What I really want is something I can count on, and iterate on, and share with my world, and be shared with. I think it’s very possible that what Steve Jobs will show tomorrow has that same goal in mind. He grew up loving Dylan and the Beatles. And he delivered them, or almost. Unlocking the last foot, the bits, that is something really big. If he turns Apple TV into the flagship of the digital revolution, I’ll gladly pay the freight. And for those who say they don’t want an Apple-owned world, this will open the door for Google as it has with Android. Who knows, even Microsoft may be able to get a piece of the action.

But for Microsoft to be more than an afterthought, they have to make the time to think. Think about what we want and need to live our lives to the fullest. If that means think about a world without Windows in order to understand what we want, that’s a tough one. The usual logic about Windows, or Office for that matter, is that 97% of the world’s on it so it’s not going away. But if you own an iPad, 100% of Windows and Office has gone away. As I started to write this, Pages pushed an update with the new document button replaced by a + sign which when clicked gave me a bunch of iCloudy-looking choices. IDisk?

In the World of iPad, MobileMe is like saying I’ll have a slice of pizza pie. Does that mean two slices? The iPad is MobileMe, and MobileYou too. It’s become for the most part the place where I make time to think. Spare me the Apple fanboy jibes; I’m a fan of big visions that deliver. Besides, something about what’s coming tomorrow makes me think this will turn out well for more than just Apple. It goes back to Netflix and our search for something to watch on a weekend night when the kids are asleep or, in the case of the teenager, taking care not to party too hard.
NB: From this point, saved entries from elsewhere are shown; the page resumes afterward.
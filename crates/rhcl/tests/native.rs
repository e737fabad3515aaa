//! Tests for the native value boundary (`to_native` / `from_native`).

use pretty_assertions::assert_eq;
use rhcl::{Scope, Value, evaluate_expr, parse_expr};

#[test]
fn scalars_round_trip() {
    for native in [
        serde_json::json!(null),
        serde_json::json!(true),
        serde_json::json!(42),
        serde_json::json!(-7),
        serde_json::json!(2.5),
        serde_json::json!("text"),
    ] {
        assert_eq!(Value::from_native(native.clone()).to_native(), native);
    }
}

#[test]
fn nested_structures_round_trip_in_order() {
    let native = serde_json::json!({
        "z": [1, {"nested": "yes"}, null],
        "a": {"k2": 2, "k1": 1},
    });
    let value = Value::from_native(native.clone());
    assert_eq!(value.to_native(), native);

    let Value::Object(map) = &value else {
        panic!("expected an object");
    };
    let keys: Vec<&String> = map.keys().collect();
    assert_eq!(keys, ["z", "a"]);
}

#[test]
fn integral_json_numbers_become_ints() {
    let value = Value::from_native(serde_json::json!(5));
    assert_eq!(value, Value::Int(5.into()));
    let value = Value::from_native(serde_json::json!(5.0));
    assert_eq!(value, Value::Float(5.0));
}

#[test]
fn from_native_values_participate_in_evaluation() {
    let mut scope = Scope::new();
    scope.declare_var(
        "config",
        Value::from_native(serde_json::json!({"replicas": 3})),
    );
    let expr = parse_expr("config.replicas * 2").unwrap();
    assert_eq!(
        evaluate_expr(&expr, &scope).unwrap(),
        Value::Int(6.into())
    );
}

#[test]
fn huge_integers_degrade_to_the_nearest_float() {
    let expr = parse_expr("10000000000000000000000000000000 + 0").unwrap();
    let value = evaluate_expr(&expr, &Scope::new()).unwrap();
    let Value::Int(_) = &value else {
        panic!("expected the int to stay exact in the value domain");
    };
    let native = value.to_native();
    assert!(native.as_f64().is_some_and(|f| f > 1e30));
}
So we’ve seen all the stupid romcoms and learned that theCuban Missile crisis was actually resolved by bands of warring mutant superheroes. Now I’m on Netflix trolling New Releases, deep in the More button view. If you want to truly grok the depths of mediocrity of Hollywood, go there with me. And then salvation In the strange form of the Scottish guy who appears after Letterman, a Craig Ferguson special shorn of the oh la las and innuendo that are required on broadcast television, and replete with all the funky obscenity and drug references of his dissipated youth. In short, the real full quality stand up of a very funny guy. And as we laughed and cringed at his stroll through our not so secret inner sanctum, he reminded me of what is possible when we put our minds to it. Born in the mix of mediocrity and limitations, carrier lock down and conformity masquerading as 50’s sensibility.

It may seem like a small thing, a foul-mouthed talk show host breaking free for a moment on a streaming connection. But that’s the stuff from which great things came, the Goon Shows from the halls of the straitlaced BBC, your 19th Nervous Breakdown, Jeff Beck’s A Day in the Life at the Rolling Stone Anniversary Concerts, Scoble’s photo on the Edwards campaign plane, the Dylan outakes, the iCloud. It’s an alternate show business that will inevitably swallow the current version and return us to the epicenter of the creative renaissance we are so lucky in which to be born.